Однажды незадолго до конца второй смены Сали-уста, работавший рядом с Махкамом-ака, вдруг упал без сознания. Его немедленно отправили в больницу. Заменить Сали-уста было некому. Закончив свою смену, Махкам-ака немного передохнул и взялся за работу Сали. Пришлось отстоять и третью смену.
Мехриниса уже привыкла к тому, что муж сутками не появлялся дома.
Как-то утром она встала рано, прибрала во дворе: подмела, побрызгала водой. Только собралась постирать, как вернулся Махкам-ака. Черные тени легли у него под глазами, от усталости он еле передвигал ноги, но был весел.
—Ассалому алейкум, хорманг,— сказала Мехриниса, подходя к мужу.
—Доброе утро! Бери, обрадуй детей.— Кузнец протянул жене сверток.— Вчера ходил в магазин, вот кое-что купил.
Бросив сверток на краю айвана, она пошла посмотреть, кипит ли самовар, а по дороге крикнула в открытую дверь:
—Эй, дети, вставайте, отец пришел! Вставайте! Опоздаете в школу!
Дети крепко спали. Махкам-ака сам принялся тормошить их.
—Выходной же сегодня,— пробормотал Витя и натянул на голову одеяло.
Сарсанбай перевернулся и во сне толкнул Остапа, от этого Остап открыл глаза, но бессмысленно посмотрел вокруг и продолжал лежать не двигаясь. Только Абрам и Галя сразу проснулись и радостно заулыбались, увидев отца.
Мехриниса тем временем развернула сверток.
—Зачем же это вы? Купили бы не готовое, а материал, я бы сама сшила все, что надо,— недовольно сказала она, прикидывая в уме, сколько денег истратил Махкам-ака.,
—Что ты, жена! Не надо, чтобы они, как детдомовские, ходили во всем одинаковом,— возразил кузнец. Он достал из кармана деньги.— Это тебе на расходы.
—Ой, боюсь, не хватит до следующей получки,— огорчилась Мехриниса, пересчитывая деньги.
—Авось хватит. О! Вот и Леся встала!
Девочка стояла на пороге, протирая кулачками глаза.
—А где салом, доченька?
—Я ведь еще не умылась.
—Поздороваться-то можно и неумытой!
—Ассалому алейкум!
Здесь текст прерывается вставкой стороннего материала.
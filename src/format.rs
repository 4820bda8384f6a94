//! Pixel format and framerate negotiation.
//!
//! The driver is free to adjust any request to the closest thing it supports.
//! Negotiation here accepts only exact matches: the applied values are read
//! back and any difference fails the request.

use log::{debug, warn};

use crate::error::{CameraError, Result};
use crate::traits::{Format, Interval, PixelFormat, VideoDevice};

/// Set width, height and pixel format of captured frames.
///
/// Returns the applied format. Width, height, pixel code and stride always
/// equal the request.
pub fn set_format<D: VideoDevice>(
    device: &mut D,
    width: u32,
    height: u32,
    format: PixelFormat,
) -> Result<Format> {
    if format.bytes_per_pixel() == 0 {
        return Err(CameraError::InvalidPixelFormat(format));
    }

    let requested = Format::checked(width, height, format).ok_or(CameraError::FrameTooLarge {
        width,
        height,
        format,
    })?;
    device.set_format(&requested)?;
    let applied = device.format()?;

    // Frames are copied as one packed block, so padded lines are refused too.
    if applied.width != requested.width
        || applied.height != requested.height
        || applied.fourcc != requested.fourcc
        || applied.stride != requested.stride
    {
        return Err(CameraError::FormatRejected { requested, applied });
    }

    debug!("format set to {applied} (stride {}, {} bytes)", applied.stride, applied.size);
    Ok(applied)
}

/// Set the capture framerate. The driver must report back exactly `fps`.
pub fn set_framerate<D: VideoDevice>(device: &mut D, fps: u32) -> Result<()> {
    if fps == 0 {
        return Err(CameraError::ZeroFramerate);
    }

    device.set_frame_interval(Interval::from_fps(fps))?;
    let applied = device.frame_interval()?.fps().unwrap_or(0);

    if applied != fps {
        return Err(CameraError::FramerateRejected {
            requested: fps,
            applied,
        });
    }

    debug!("framerate set to {fps} fps");
    Ok(())
}

/// Current framerate, or 0 if it cannot be determined.
pub fn framerate<D: VideoDevice>(device: &D) -> u32 {
    match device.frame_interval() {
        Ok(interval) => interval.fps().unwrap_or(0),
        Err(err) => {
            warn!("failed to get camera fps: {err}");
            0
        }
    }
}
Ой, папа, почему у вас глаза такие темные?
—Это от усталости, доченька.
—Ложитесь отдыхать. Скорее ложитесь в мою постель, она еще тепленькая...
—Спасибо тебе, доченька. Скажи, а ведешь ты себя хорошо?
—Хорошо,— не очень уверенно произнесла Леся и оглянулась на мать.
—Ну, раз хорошо, то примерь-ка вот это платье.
Леся схватила платье и, напевая, пустилась в пляс. Услышав песенку Леси, появился Остап. Радостное настроение сестренки моментально передалось и ему. Улыбаясь широко, открыто, как умел только он один, Остап подошел к отцу.